Exercise: Scan the entries and copy each line where the word "output" is present.
Supplied records Block Start
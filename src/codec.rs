// src/codec.rs
//! Reads and writes the `data = {...}` file format.
//!
//! The data file is a JavaScript assignment so the web viewer can load it
//! with a plain `<script>` tag. Everything after the prefix is JSON.

use std::fs;
use std::path::Path;

use serde_json::Value;

use crate::document::HistoryDocument;
use crate::error::{HistoryError, Result};

pub const DEFAULT_PREFIX: &str = "data = ";

/// Converts between file text and [`HistoryDocument`].
#[derive(Debug, Clone, PartialEq, Eq)]
pub struct Codec {
    prefix: String,
    pretty: bool,
}

impl Default for Codec {
    fn default() -> Self {
        Self::new(DEFAULT_PREFIX, false)
    }
}

impl Codec {
    #[must_use]
    pub fn new(prefix: impl Into<String>, pretty: bool) -> Self {
        Self {
            prefix: prefix.into(),
            pretty,
        }
    }

    #[must_use]
    pub fn prefix(&self) -> &str {
        &self.prefix
    }

    /// Parses file text into a document.
    ///
    /// A missing prefix is tolerated. After the JSON body only whitespace
    /// and a single optional `;` may follow.
    ///
    /// # Errors
    /// `Format` if the body is not JSON, `Schema` if it lacks `nodes`/`edges`
    /// or their records lack required fields.
    pub fn decode(&self, raw: &str) -> Result<HistoryDocument> {
        let text = raw.trim_start();
        let body = text.strip_prefix(self.prefix.as_str()).unwrap_or(text);

        let value = parse_body(body)?;
        check_shape(&value)?;

        serde_json::from_value(value).map_err(|e| HistoryError::Schema(e.to_string()))
    }

    /// Serializes a document back into file text, prefix included.
    ///
    /// # Errors
    /// `Format` if serialization fails.
    pub fn encode(&self, document: &HistoryDocument) -> Result<String> {
        let json = if self.pretty {
            serde_json::to_string_pretty(document)
        } else {
            serde_json::to_string(document)
        }
        .map_err(|e| HistoryError::Format(e.to_string()))?;

        Ok(format!("{}{json}", self.prefix))
    }

    /// Reads and decodes the file at `path`.
    ///
    /// # Errors
    /// Returns error if the file cannot be read or decoded.
    pub fn read_from(&self, path: &Path) -> Result<HistoryDocument> {
        let raw = fs::read_to_string(path).map_err(|e| HistoryError::io(e, path))?;
        self.decode(&raw)
    }

    /// Encodes and writes `document` to `path`, returning the bytes written.
    ///
    /// # Errors
    /// Returns error if encoding or the write fails.
    pub fn write_to(&self, document: &HistoryDocument, path: &Path) -> Result<usize> {
        let text = self.encode(document)?;
        fs::write(path, &text).map_err(|e| HistoryError::io(e, path))?;
        Ok(text.len())
    }
}

fn parse_body(body: &str) -> Result<Value> {
    let mut stream = serde_json::Deserializer::from_str(body).into_iter::<Value>();
    let value = match stream.next() {
        Some(Ok(v)) => v,
        Some(Err(e)) => return Err(HistoryError::Format(e.to_string())),
        None => return Err(HistoryError::Format("no JSON body after prefix".into())),
    };

    let rest = body[stream.byte_offset()..].trim();
    let rest = rest.strip_prefix(';').unwrap_or(rest).trim();
    if !rest.is_empty() {
        return Err(HistoryError::Format(format!(
            "unexpected trailing content: {}",
            rest.chars().take(40).collect::<String>()
        )));
    }
    Ok(value)
}

fn check_shape(value: &Value) -> Result<()> {
    let Some(obj) = value.as_object() else {
        return Err(HistoryError::Schema("top level is not an object".into()));
    };
    for key in ["nodes", "edges"] {
        match obj.get(key) {
            Some(Value::Array(_)) => {}
            Some(_) => return Err(HistoryError::Schema(format!("`{key}` is not an array"))),
            None => return Err(HistoryError::Schema(format!("missing `{key}`"))),
        }
    }
    Ok(())
}
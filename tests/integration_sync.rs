// tests/integration_sync.rs
mod common;

use common::{FakeVcs, DATA_FILE};
use history_graph_core::codec::Codec;
use history_graph_core::document::HistoryDocument;
use history_graph_core::error::{HistoryError, SyncStep};
use history_graph_core::sync::{SyncSettings, SyncState, Synchronizer};
use std::fs;
use std::path::Path;
use tempfile::tempdir;

type Result<T> = std::result::Result<T, Box<dyn std::error::Error>>;

fn sample() -> HistoryDocument {
    let mut doc = HistoryDocument::default();
    doc.add_node("Alan Turing");
    doc.add_edge("alan turing", "claude shannon");
    doc
}

fn cloned(client: FakeVcs, dir: &Path) -> Result<Synchronizer<FakeVcs>> {
    let mut sync = Synchronizer::new(client, Codec::default(), SyncSettings::default());
    sync.initialize("https://example.com/history_graph", &dir.join("repo"))?;
    Ok(sync)
}

#[test]
fn test_initialize_replaces_existing_directory() -> Result<()> {
    let d = tempdir()?;
    let repo = d.path().join("repo");
    fs::create_dir_all(&repo)?;
    fs::write(repo.join("stale.txt"), "old checkout")?;

    let sync = cloned(FakeVcs::default(), d.path())?;

    assert!(!repo.join("stale.txt").exists());
    assert!(repo.exists());
    assert_eq!(sync.state(), SyncState::Cloned);
    assert_eq!(sync.work_dir(), Some(repo.as_path()));
    Ok(())
}

#[test]
fn test_clone_failure_is_clone_error() -> Result<()> {
    let d = tempdir()?;
    let mut sync = Synchronizer::new(
        FakeVcs::failing("clone"),
        Codec::default(),
        SyncSettings::default(),
    );

    let err = sync
        .initialize("https://example.com/missing", &d.path().join("repo"))
        .unwrap_err();

    match err {
        HistoryError::Clone { remote, output } => {
            assert_eq!(remote, "https://example.com/missing");
            assert!(output.contains("clone rejected"));
        }
        other => panic!("expected clone error, got {other:?}"),
    }
    assert_eq!(sync.state(), SyncState::Absent);
    Ok(())
}

#[test]
fn test_failed_reclone_forgets_previous_checkout() -> Result<()> {
    let d = tempdir()?;
    let repo = d.path().join("repo");
    let mut sync = cloned(FakeVcs::cloning_once(), d.path())?;
    assert_eq!(sync.state(), SyncState::Cloned);

    let err = sync
        .initialize("https://example.com/history_graph", &repo)
        .unwrap_err();
    assert!(matches!(err, HistoryError::Clone { .. }));
    assert!(!repo.exists());
    assert_eq!(sync.state(), SyncState::Absent);
    assert_eq!(sync.work_dir(), None);

    let err = sync
        .commit_and_push(&sample(), Path::new(DATA_FILE), "msg")
        .unwrap_err();
    assert!(matches!(err, HistoryError::NotCloned));
    assert_eq!(sync.client().verbs(), ["clone", "clone"]);
    Ok(())
}

#[test]
fn test_push_before_clone_is_rejected() {
    let mut sync = Synchronizer::new(FakeVcs::default(), Codec::default(), SyncSettings::default());
    let err = sync
        .commit_and_push(&sample(), Path::new(DATA_FILE), "msg")
        .unwrap_err();
    assert!(matches!(err, HistoryError::NotCloned));
    assert!(sync.client().calls.is_empty());
}

#[test]
fn test_successful_sync_runs_all_steps_in_order() -> Result<()> {
    let d = tempdir()?;
    let mut sync = cloned(FakeVcs::default(), d.path())?;
    sync.mark_modified();
    assert_eq!(sync.state(), SyncState::Modified);

    sync.commit_and_push(&sample(), Path::new(DATA_FILE), "add turing")?;

    assert_eq!(sync.state(), SyncState::Pushed);
    assert_eq!(
        sync.client().calls[1..],
        [
            format!("add {DATA_FILE}"),
            "commit add turing".to_string(),
            "push origin master".to_string(),
        ]
    );

    let written = fs::read_to_string(d.path().join("repo").join(DATA_FILE))?;
    assert!(written.starts_with("data = {"));
    assert_eq!(Codec::default().decode(&written)?, sample());
    Ok(())
}

#[test]
fn test_commit_failure_skips_push() -> Result<()> {
    let d = tempdir()?;
    let mut sync = cloned(FakeVcs::failing("commit"), d.path())?;

    let err = sync
        .commit_and_push(&sample(), Path::new(DATA_FILE), "msg")
        .unwrap_err();

    assert_eq!(err.sync_step(), Some(SyncStep::Commit));
    assert!(err.to_string().contains("commit rejected"));
    assert_eq!(sync.client().verbs(), ["clone", "add", "commit"]);
    assert_eq!(sync.state(), SyncState::SyncFailed);
    Ok(())
}

#[test]
fn test_stage_failure_stops_immediately() -> Result<()> {
    let d = tempdir()?;
    let mut sync = cloned(FakeVcs::failing("add"), d.path())?;

    let err = sync
        .commit_and_push(&sample(), Path::new(DATA_FILE), "msg")
        .unwrap_err();

    assert_eq!(err.sync_step(), Some(SyncStep::Stage));
    assert_eq!(sync.client().verbs(), ["clone", "add"]);
    Ok(())
}

#[test]
fn test_push_failure_keeps_earlier_steps() -> Result<()> {
    let d = tempdir()?;
    let mut sync = cloned(FakeVcs::failing("push"), d.path())?;

    let err = sync
        .commit_and_push(&sample(), Path::new(DATA_FILE), "msg")
        .unwrap_err();

    assert_eq!(err.sync_step(), Some(SyncStep::Push));
    assert_eq!(sync.client().verbs(), ["clone", "add", "commit", "push"]);
    assert!(d.path().join("repo").join(DATA_FILE).exists());
    assert_eq!(sync.state(), SyncState::SyncFailed);
    Ok(())
}

#[test]
fn test_retry_after_failure_attempts_each_step_once() -> Result<()> {
    let d = tempdir()?;
    let mut sync = cloned(FakeVcs::default(), d.path())?;
    sync.commit_and_push(&sample(), Path::new(DATA_FILE), "first")?;
    sync.commit_and_push(&sample(), Path::new(DATA_FILE), "second")?;

    let pushes = sync.client().verbs().iter().filter(|v| **v == "push").count();
    assert_eq!(pushes, 2);
    Ok(())
}

#[test]
fn test_push_targets_configured_branch() -> Result<()> {
    let d = tempdir()?;
    let settings = SyncSettings {
        remote_name: "upstream".into(),
        branch: "main".into(),
    };
    let mut sync = Synchronizer::new(FakeVcs::default(), Codec::default(), settings);
    sync.initialize("https://example.com/history_graph", &d.path().join("repo"))?;
    sync.commit_and_push(&sample(), Path::new(DATA_FILE), "msg")?;

    assert_eq!(sync.client().calls.last().map(String::as_str), Some("push upstream main"));
    Ok(())
}
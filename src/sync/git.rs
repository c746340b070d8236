// src/sync/git.rs
use std::path::Path;
use std::process::Command;
use std::time::Instant;

use super::client::VersionControlClient;
use super::command::CommandResult;

/// [`VersionControlClient`] backed by the `git` executable.
#[derive(Debug, Clone)]
pub struct GitCli {
    program: String,
}

impl Default for GitCli {
    fn default() -> Self {
        Self::new("git")
    }
}

impl GitCli {
    #[must_use]
    pub fn new(program: impl Into<String>) -> Self {
        Self {
            program: program.into(),
        }
    }

    fn run(&self, cwd: Option<&Path>, args: &[&str]) -> std::io::Result<CommandResult> {
        let start = Instant::now();
        let mut cmd = Command::new(&self.program);
        cmd.args(args);
        if let Some(dir) = cwd {
            cmd.current_dir(dir);
        }
        let output = cmd.output()?;

        #[allow(clippy::cast_possible_truncation)]
        let duration_ms = start.elapsed().as_millis() as u64;
        Ok(CommandResult::new(
            format!("{} {}", self.program, args.join(" ")),
            output.status.code().unwrap_or(-1),
            String::from_utf8_lossy(&output.stdout).into_owned(),
            String::from_utf8_lossy(&output.stderr).into_owned(),
            duration_ms,
        ))
    }
}

impl VersionControlClient for GitCli {
    fn clone_repo(&mut self, remote: &str, dest: &Path) -> std::io::Result<CommandResult> {
        let dest = dest.to_string_lossy();
        self.run(None, &["clone", remote, &dest])
    }

    fn add(&mut self, work_dir: &Path, path: &Path) -> std::io::Result<CommandResult> {
        let path = path.to_string_lossy();
        self.run(Some(work_dir), &["add", &path])
    }

    fn commit(&mut self, work_dir: &Path, message: &str) -> std::io::Result<CommandResult> {
        self.run(Some(work_dir), &["commit", "-m", message])
    }

    fn push(
        &mut self,
        work_dir: &Path,
        remote: &str,
        branch: &str,
    ) -> std::io::Result<CommandResult> {
        self.run(Some(work_dir), &["push", remote, branch])
    }
}
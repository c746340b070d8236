// src/document.rs
//! The persisted node/edge records.

use serde::{Deserialize, Deserializer, Serialize};
use serde_json::{Map, Value};

use crate::graph::title_case;

/// Root persisted entity: the node list and the edge list, in file order.
#[derive(Debug, Clone, Default, PartialEq, Serialize, Deserialize)]
pub struct HistoryDocument {
    pub nodes: Vec<NodeRecord>,
    pub edges: Vec<EdgeRecord>,
}

/// A person in the graph.
///
/// Fields other than `id` and `label` (colors, groups, ...) are carried
/// through untouched so a load/save cycle does not lose them.
#[derive(Debug, Clone, PartialEq, Serialize, Deserialize)]
pub struct NodeRecord {
    /// `None` when the key is absent; an explicit `null` is `Some(Null)`.
    #[serde(
        default,
        deserialize_with = "present_value",
        skip_serializing_if = "Option::is_none"
    )]
    pub id: Option<Value>,
    pub label: String,
    #[serde(flatten)]
    pub extra: Map<String, Value>,
}

/// A connection between two people, referenced by their raw names.
#[derive(Debug, Clone, PartialEq, Serialize, Deserialize)]
pub struct EdgeRecord {
    pub from: String,
    pub to: String,
    #[serde(flatten)]
    pub extra: Map<String, Value>,
}

fn present_value<'de, D>(deserializer: D) -> Result<Option<Value>, D::Error>
where
    D: Deserializer<'de>,
{
    Value::deserialize(deserializer).map(Some)
}

impl NodeRecord {
    #[must_use]
    pub fn new(label: impl Into<String>) -> Self {
        Self {
            id: None,
            label: label.into(),
            extra: Map::new(),
        }
    }
}

impl EdgeRecord {
    #[must_use]
    pub fn new(from: impl Into<String>, to: impl Into<String>) -> Self {
        Self {
            from: from.into(),
            to: to.into(),
            extra: Map::new(),
        }
    }

    /// True if either endpoint names `label` once both are title-cased.
    #[must_use]
    pub fn touches(&self, label: &str) -> bool {
        let wanted = title_case(label);
        title_case(&self.from) == wanted || title_case(&self.to) == wanted
    }
}

impl HistoryDocument {
    #[must_use]
    pub fn new(nodes: Vec<NodeRecord>, edges: Vec<EdgeRecord>) -> Self {
        Self { nodes, edges }
    }

    /// Appends a node unless one with the same title-cased label exists.
    /// Returns whether the document changed.
    pub fn add_node(&mut self, label: &str) -> bool {
        let wanted = title_case(label);
        if self.nodes.iter().any(|n| title_case(&n.label) == wanted) {
            return false;
        }
        self.nodes.push(NodeRecord::new(label));
        true
    }

    /// Appends an edge verbatim.
    pub fn add_edge(&mut self, from: &str, to: &str) {
        self.edges.push(EdgeRecord::new(from, to));
    }

    /// Removes every node record matching `label` and every edge touching it.
    /// Returns whether anything was removed.
    pub fn remove_node(&mut self, label: &str) -> bool {
        let wanted = title_case(label);
        let before = self.nodes.len() + self.edges.len();
        self.nodes.retain(|n| title_case(&n.label) != wanted);
        self.edges.retain(|e| !e.touches(label));
        before != self.nodes.len() + self.edges.len()
    }
}
// src/graph/mod.rs
pub mod builder;
pub mod graph;
pub mod title;

pub use builder::{build, disconnected_nodes, BuildOptions};
pub use graph::AbstractGraph;
pub use title::title_case;
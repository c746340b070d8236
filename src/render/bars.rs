// src/render/bars.rs
//! Horizontal bar chart of a degree ranking, as plain text.

pub const TITLE: &str = "Connections per cognitive scientist";

/// One row per entry, in the given order; the longest bar is `width` cells.
#[must_use]
pub fn render_bars(ranking: &[(String, usize)], width: usize) -> String {
    let mut out = format!("{TITLE}\n");
    let label_width = ranking.iter().map(|(l, _)| l.chars().count()).max().unwrap_or(0);
    let max = ranking.iter().map(|(_, d)| *d).max().unwrap_or(0);

    for (label, degree) in ranking {
        let cells = if max == 0 { 0 } else { degree * width / max };
        out.push_str(&format!(
            "{label:>label_width$} | {} {degree}\n",
            "█".repeat(cells)
        ));
    }
    out
}

#[cfg(test)]
mod tests {
    use super::*;

    #[test]
    fn longest_bar_fills_width() {
        let ranking = vec![("Ann".to_string(), 1), ("Bartholomew".to_string(), 4)];
        let chart = render_bars(&ranking, 8);
        let lines: Vec<&str> = chart.lines().collect();
        assert_eq!(lines[0], TITLE);
        assert_eq!(lines[1], "        Ann | ██ 1");
        assert_eq!(lines[2], "Bartholomew | ████████ 4");
    }

    #[test]
    fn empty_ranking_is_just_title() {
        assert_eq!(render_bars(&[], 10), format!("{TITLE}\n"));
    }
}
Supplied records Block End
Answer to the problem:
        HistoryError::Clone { remote, output } => {
            assert!(output.contains("clone rejected"));
        let output = cmd.output()?;
            output.status.code().unwrap_or(-1),
            String::from_utf8_lossy(&output.stdout).into_owned(),
            String::from_utf8_lossy(&output.stderr).into_owned(),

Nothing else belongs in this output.